#### TO DO
Please copy out each line of the entries in which "return" appears.

#### THE RECORDS
use std::{cell::Cell, rc::Rc};

use crate::{
    config::model::RevealConfig,
    foundation::{
        core::{Millis, Viewport, validate_viewport},
        error::{RevealError, RevealResult},
    },
    loading::dismissal::DismissalState,
    page::{memory::MemoryPage, surface::Element},
    reveal::{
        controller::Reveal,
        event::{InputEvent, Phase, RevealEvent},
        expansion::ExpansionState,
    },
};

/// Viewport used when a trace does not specify one.
pub const DEFAULT_VIEWPORT: Viewport = Viewport::new(1280.0, 800.0);

/// Timestamped inputs replayed against an in-memory page.
#[derive(Clone, Debug, Default, PartialEq, serde::Serialize, serde::Deserialize)]
#[serde(default)]
pub struct Trace {
    pub viewport: Option<Viewport>,
    /// Elements absent from the page.
    pub missing: Vec<Element>,
    /// Signal content-mounted as soon as `loading_complete` fires.
    pub mount_on_complete: bool,
    /// Keep running scheduled tasks until this time after the last step.
    pub until_ms: Option<u64>,
    pub steps: Vec<TraceStep>,
}

#[derive(Clone, Copy, Debug, PartialEq, serde::Serialize, serde::Deserialize)]
pub struct TraceStep {
    pub at_ms: u64,
    #[serde(flatten)]
    pub input: TraceInput,
}

#[derive(Clone, Copy, Debug, PartialEq, serde::Serialize, serde::Deserialize)]
#[serde(tag = "type", rename_all = "snake_case")]
pub enum TraceInput {
    /// The user scrolled natively to `offset`.
    Scroll { offset: f64 },
    Wheel { delta_y: f64 },
    TouchStart { y: f64 },
    TouchMove { y: f64 },
    KeyDown,
    PointerDown,
    Click,
    Resize { width: f64, height: f64 },
    Visibility { visible: bool },
    ContentMounted,
    /// Only run due tasks.
    Advance,
    Teardown,
    Restart,
}

/// Event stamped with the clock time at which it was observed.
#[derive(Clone, Debug, PartialEq, serde::Serialize)]
pub struct TimedEvent {
    pub at_ms: u64,
    #[serde(flatten)]
    pub event: RevealEvent,
}

/// Final controller and page state after a replay.
#[derive(Clone, Debug, PartialEq, serde::Serialize)]
pub struct SimReport {
    pub end_ms: u64,
    pub phase: Phase,
    pub dismissal: DismissalState,
    pub loading_progress: f64,
    pub expansion_progress: f64,
    pub expansion_state: ExpansionState,
    pub lock_held: bool,
    pub lock_acquisitions: u64,
    pub lock_releases: u64,
    pub listeners: usize,
    pub loading_complete_calls: u32,
    pub callback_calls: u32,
    pub events: Vec<TimedEvent>,
    pub page: MemoryPage,
}

impl SimReport {
    pub fn count(&self, pred: impl Fn(&RevealEvent) -> bool) -> usize {
        self.events.iter().filter(|e| pred(&e.event)).count()
    }
}

impl Trace {
    /// Steps must be in non-decreasing time order with finite inputs.
    pub fn validate(&self) -> RevealResult<()> {
        if let Some(viewport) = self.viewport {
            validate_viewport(viewport)?;
        }
        let mut prev = 0;
        for (i, step) in self.steps.iter().enumerate() {
            if step.at_ms < prev {
                return Err(RevealError::trace(format!(
                    "step {i} at {} ms precedes the previous step at {prev} ms",
                    step.at_ms
                )));
            }
            prev = step.at_ms;
            let finite = match step.input {
                TraceInput::Scroll { offset: v }
                | TraceInput::Wheel { delta_y: v }
                | TraceInput::TouchStart { y: v }
                | TraceInput::TouchMove { y: v } => v.is_finite(),
                TraceInput::Resize { width, height } => width.is_finite() && height.is_finite(),
                _ => true,
            };
            if !finite {
                return Err(RevealError::trace(format!("step {i} has a non-finite value")));
            }
        }
        Ok(())
    }
}

pub fn parse_trace(json: &str) -> RevealResult<Trace> {
    let trace: Trace = serde_json::from_str(json).map_err(|e| RevealError::serde(e.to_string()))?;
    trace.validate()?;
    Ok(trace)
}

struct Replay {
    reveal: Reveal<MemoryPage>,
    mount_on_complete: bool,
    events: Vec<TimedEvent>,
}

impl Replay {
    fn collect(&mut self) {
        let at_ms = self.reveal.now().0;
        let mut saw_complete = false;
        for event in self.reveal.drain_events() {
            saw_complete |= event == RevealEvent::LoadingComplete;
            self.events.push(TimedEvent { at_ms, event });
        }
        if saw_complete && self.mount_on_complete {
            let now = self.reveal.now();
            self.reveal.content_mounted(now);
            self.collect();
        }
    }

    /// Run due tasks one instant at a time so events carry exact timestamps.
    fn run_until(&mut self, until: Millis) {
        while let Some(due) = self.reveal.next_due() {
            if due > until {
                break;
            }
            self.reveal.advance(due);
            self.collect();
        }
        self.reveal.advance(until);
        self.collect();
    }

    fn step(&mut self, step: &TraceStep) {
        let now = Millis(step.at_ms);
        self.run_until(now);
        let input = match step.input {
            TraceInput::Scroll { offset } => {
                self.reveal.page_mut().user_scroll(offset);
                Some(InputEvent::Scroll { offset })
            }
            TraceInput::Wheel { delta_y } => Some(InputEvent::Wheel { delta_y }),
            TraceInput::TouchStart { y } => Some(InputEvent::TouchStart { y }),
            TraceInput::TouchMove { y } => Some(InputEvent::TouchMove { y }),
            TraceInput::KeyDown => Some(InputEvent::KeyDown),
            TraceInput::PointerDown => Some(InputEvent::PointerDown),
            TraceInput::Click => Some(InputEvent::Click),
            TraceInput::Resize { width, height } => {
                self.reveal.page_mut().resize(Viewport::new(width, height));
                Some(InputEvent::Resize)
            }
            TraceInput::Visibility { visible } => Some(InputEvent::Visibility { visible }),
            TraceInput::ContentMounted => {
                self.reveal.content_mounted(now);
                None
            }
            TraceInput::Advance => None,
            TraceInput::Teardown => {
                self.reveal.teardown();
                None
            }
            TraceInput::Restart => {
                self.reveal.restart(now);
                None
            }
        };
        if let Some(input) = input {
            let delivered = self.reveal.handle(now, input);
            tracing::trace!(at = now.0, ?input, delivered, "trace input");
        }
        self.collect();
    }
}

/// Replay `trace` against a fresh controller on a [`MemoryPage`].
#[tracing::instrument(skip_all, fields(steps = trace.steps.len()))]
pub fn simulate(config: &RevealConfig, trace: &Trace) -> RevealResult<SimReport> {
    trace.validate()?;
    let mut page = MemoryPage::new(trace.viewport.unwrap_or(DEFAULT_VIEWPORT));
    for element in &trace.missing {
        page.unmount(*element);
    }

    let mut reveal = Reveal::new(config.clone(), page)?;
    let calls = Rc::new(Cell::new(0u32));
    let counter = Rc::clone(&calls);
    reveal.on_loading_complete(move || counter.set(counter.get() + 1));
    reveal.start(Millis::ZERO);

    let mut replay = Replay {
        reveal,
        mount_on_complete: trace.mount_on_complete,
        events: Vec::new(),
    };
    replay.collect();
    for step in &trace.steps {
        replay.step(step);
    }
    if let Some(until) = trace.until_ms {
        replay.run_until(Millis(until));
    }

    let reveal = &replay.reveal;
    let report = SimReport {
        end_ms: reveal.now().0,
        phase: reveal.phase(),
        dismissal: reveal.dismissal(),
        loading_progress: reveal.loading_progress(),
        expansion_progress: reveal.expansion_progress(),
        expansion_state: reveal.expansion_state(),
        lock_held: reveal.lock().is_held(),
        lock_acquisitions: reveal.lock().acquisitions(),
        lock_releases: reveal.lock().releases(),
        listeners: reveal.listeners().len(),
        loading_complete_calls: reveal.loading_complete_calls(),
        callback_calls: calls.get(),
        events: std::mem::take(&mut replay.events),
        page: reveal.page().clone(),
    };
    tracing::debug!(phase = ?report.phase, events = report.events.len(), "simulation finished");
    Ok(report)
}

#[cfg(test)]
#[path = "../../tests/unit/sim/trace.rs"]
mod tests;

#### ANSWER
                return Err(RevealError::trace(format!(
                return Err(RevealError::trace(format!("step {i} has a non-finite value")));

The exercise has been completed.